The puzzle of false-positive responses among women without clinical prolapse has not yet been satisfactorily examined. If a prolapse is not present, the experience, which is perceived as “bulging” must be due to other conditions. The question about a bulging sensation is more likely to produce false-positive responses if there are coexisting conditions in the same anatomical location that elicit sensations mimicking and misinterpreted as the classic symptom [12, 26]. Young age (<35 years), overweight and obesity, and enuresis all had a significant, but weak association with the “bulging” symptom. The strong association between UI and prolapse in the literature [29] was not observed in this study, further indicating the absence of anatomical prolapse. The three strongest predictors for sPOP were chafing, urgency/OAB, and FI. The high prevalence of “chafing” among women in the youngest age group may be explained by their higher levels of physical and sexual activity. The association between the successive increase in prevalence and clustering of these conditions and increasing frequency of sPOP indicates that they may contribute to sensations that are perceived as “bulging” and translate into false-positive responses.

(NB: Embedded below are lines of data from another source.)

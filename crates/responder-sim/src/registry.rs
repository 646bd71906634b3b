//! Stable id to entity index.
//!
//! Ids are allocated from counters that only grow, so a removed station,
//! vehicle, or alarm id is never handed out again, even across fleet reloads.
//! Ordered maps keep iteration deterministic.

use std::collections::BTreeMap;

use hecs::Entity;

use responder_core::types::{AlarmId, StationId, VehicleId};

#[derive(Debug, Default)]
pub struct Registry {
    stations: BTreeMap<StationId, Entity>,
    vehicles: BTreeMap<VehicleId, Entity>,
    alarms: BTreeMap<AlarmId, Entity>,
    next_station: u32,
    next_vehicle: u32,
    next_alarm: u64,
}

impl Registry {
    pub fn station(&self, id: StationId) -> Option<Entity> {
        self.stations.get(&id).copied()
    }

    pub fn vehicle(&self, id: VehicleId) -> Option<Entity> {
        self.vehicles.get(&id).copied()
    }

    pub fn alarm(&self, id: AlarmId) -> Option<Entity> {
        self.alarms.get(&id).copied()
    }

    pub fn station_ids(&self) -> Vec<StationId> {
        self.stations.keys().copied().collect()
    }

    pub fn vehicle_ids(&self) -> Vec<VehicleId> {
        self.vehicles.keys().copied().collect()
    }

    pub fn alarm_ids(&self) -> Vec<AlarmId> {
        self.alarms.keys().copied().collect()
    }

    pub fn vehicle_entries(&self) -> impl Iterator<Item = (VehicleId, Entity)> + '_ {
        self.vehicles.iter().map(|(id, e)| (*id, *e))
    }

    pub fn alarm_count(&self) -> usize {
        self.alarms.len()
    }

    pub fn insert_station(&mut self, entity: Entity) -> StationId {
        self.next_station += 1;
        let id = StationId(self.next_station);
        self.stations.insert(id, entity);
        id
    }

    pub fn insert_vehicle(&mut self, entity: Entity) -> VehicleId {
        self.next_vehicle += 1;
        let id = VehicleId(self.next_vehicle);
        self.vehicles.insert(id, entity);
        id
    }

    pub fn insert_alarm(&mut self, entity: Entity) -> AlarmId {
        self.next_alarm += 1;
        let id = AlarmId(self.next_alarm);
        self.alarms.insert(id, entity);
        id
    }

    pub fn remove_station(&mut self, id: StationId) -> Option<Entity> {
        self.stations.remove(&id)
    }

    pub fn remove_vehicle(&mut self, id: VehicleId) -> Option<Entity> {
        self.vehicles.remove(&id)
    }

    pub fn remove_alarm(&mut self, id: AlarmId) -> Option<Entity> {
        self.alarms.remove(&id)
    }

    /// Forget every entity. Counters keep running.
    pub fn clear(&mut self) {
        self.stations.clear();
        self.vehicles.clear();
        self.alarms.clear();
    }
}

#[cfg(test)]
mod tests {
    use super::*;

    #[test]
    fn test_ids_never_reused() {
        let mut world = hecs::World::new();
        let mut registry = Registry::default();
        let a = registry.insert_alarm(world.spawn((1u8,)));
        let b = registry.insert_alarm(world.spawn((2u8,)));
        assert_eq!(a, AlarmId(1));
        assert_eq!(b, AlarmId(2));

        registry.remove_alarm(b);
        registry.clear();
        let c = registry.insert_alarm(world.spawn((3u8,)));
        assert_eq!(c, AlarmId(3), "Removed ids must not be handed out again");
        assert!(registry.alarm(a).is_none());
    }
}
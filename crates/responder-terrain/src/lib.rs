//! Terrain classification for responder.
//!
//! Answers "is this coordinate water?" for alarm placement and patrol
//! waypoints: an oracle trait, a memoizing cache with expiry, the mainland
//! heuristic used when the oracle is silent, and a raster land mask oracle.

pub use responder_core as core;

pub mod cache;
pub mod heuristic;
pub mod land_mask;
pub mod oracle;

// Re-export key types for convenience.
pub use cache::{CacheStats, ClassificationSource, TerrainClassificationCache};
pub use heuristic::MainlandHeuristic;
pub use land_mask::{LandMask, LandMaskError, MaskHeader};
pub use oracle::{NoOracle, OracleError, TerrainOracle, TerrainVerdict};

The strength of the design used for this study has been presented elsewhere [20]. The obvious limitation of this study was that the participants were not clinically evaluated for staging according to the POPQ. However, this would have been highly impractical and led to another type of selection bias [12]. The response rate increased with age from 43% among the youngest to 63% among the oldest, which is frequently observed and may simply reflect that older women are more likely to be compliant and respond. Younger women may preferentially respond because of symptoms that may introduce a bias toward the sick and inflate prevalence. The validity of self-report, upon which this study is based, depends on the participants’ willingness and ability to perceive, evaluate, and report correctly, which may also change with aging. Data on nonresponders also suggests a selection bias. Nonresponders were younger, more often immigrants or non-Swedish citizens, less often married, living in suburbs or commuting municipalities, and had a lower income and level of education. This indicates a lower socioeconomic status (SES) of the nonresponders. However, the association between SES and genital prolapse is not relevant to this study, which focuses on women with a low probability of the condition. Women in this study were predominantly Caucasians, which is why results should be interpreted with caution for diverse ethnic groups.

Conclusion

Compared with earlier studies, the prevalence of sPOP in this study of nulliparous women was 3 to 20 times higher. However, according to current knowledge, anatomical prolapse in nulliparous women causing symptoms of protrusion is, simply put, almost non-existent. The high prevalence of sPOP in this study seemed to be determined by the inclusion of women with symptoms that occur “Infrequently.” Further, the prevalence of “bulging” was related to young age and the co-occurrence of chafing/urgency/FI.